Ma’Khia Bryant, Breonna Taylor, George Floyd, Mike Brown, Tamir Rice, Eric Garner, and Erica Garner were all viewed as big Black people when their lives were stolen by the state. The biggest and Blackest of us are being targeted and killed.
On April 20th, woven in-between the breaking news of Derek Chauvin’s conviction in the murder of George Floyd, TikToks of 16-year-old Ma’Khia Bryant made their way onto our Instagram feeds. Her face was now precious enough to be turned into shareable graphic art and her life was important enough to be the subject of thoughtful prose on Twitter.
See, I’ve been a fat Black girl with a bad attitude since I was a child. To be clear, I wasn’t just your standard fat baby. Everyone loves a fat baby. I was a fat baby, toddler, teenager, and now adult. Ma’Khia Bryant was a child who spoke like a child, and thought like a child. But from the moment that police officer fired into a crowd of adults to murder her, I watched as our world refused to understand her as a child.

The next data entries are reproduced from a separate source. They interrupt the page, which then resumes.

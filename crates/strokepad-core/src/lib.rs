// SPDX-License-Identifier: PMPL-1.0-or-later
// Copyright (c) 2026 Jonathan D.A. Jewell (hyperpolymath) <jonathan.jewell@open.ac.uk>
//
// Strokepad — Core types, configuration and error definitions shared across all crates.

pub mod config;
pub mod error;
pub mod human_errors;
pub mod types;

pub use config::{NormalizeMode, PipelineConfig};
pub use error::StrokepadError;
pub use types::*;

Individuals carry out countless offenses against fat Black bodies on a daily basis and it’s killing all of us slowly but surely. It’s devastating that the final offense was Ma’Khia Bryant being killed by the police. The biggest and Blackest of us are being targeted and killed. Therefore, we must center the voices of the biggest and Blackest if you intend to see the other side of liberation.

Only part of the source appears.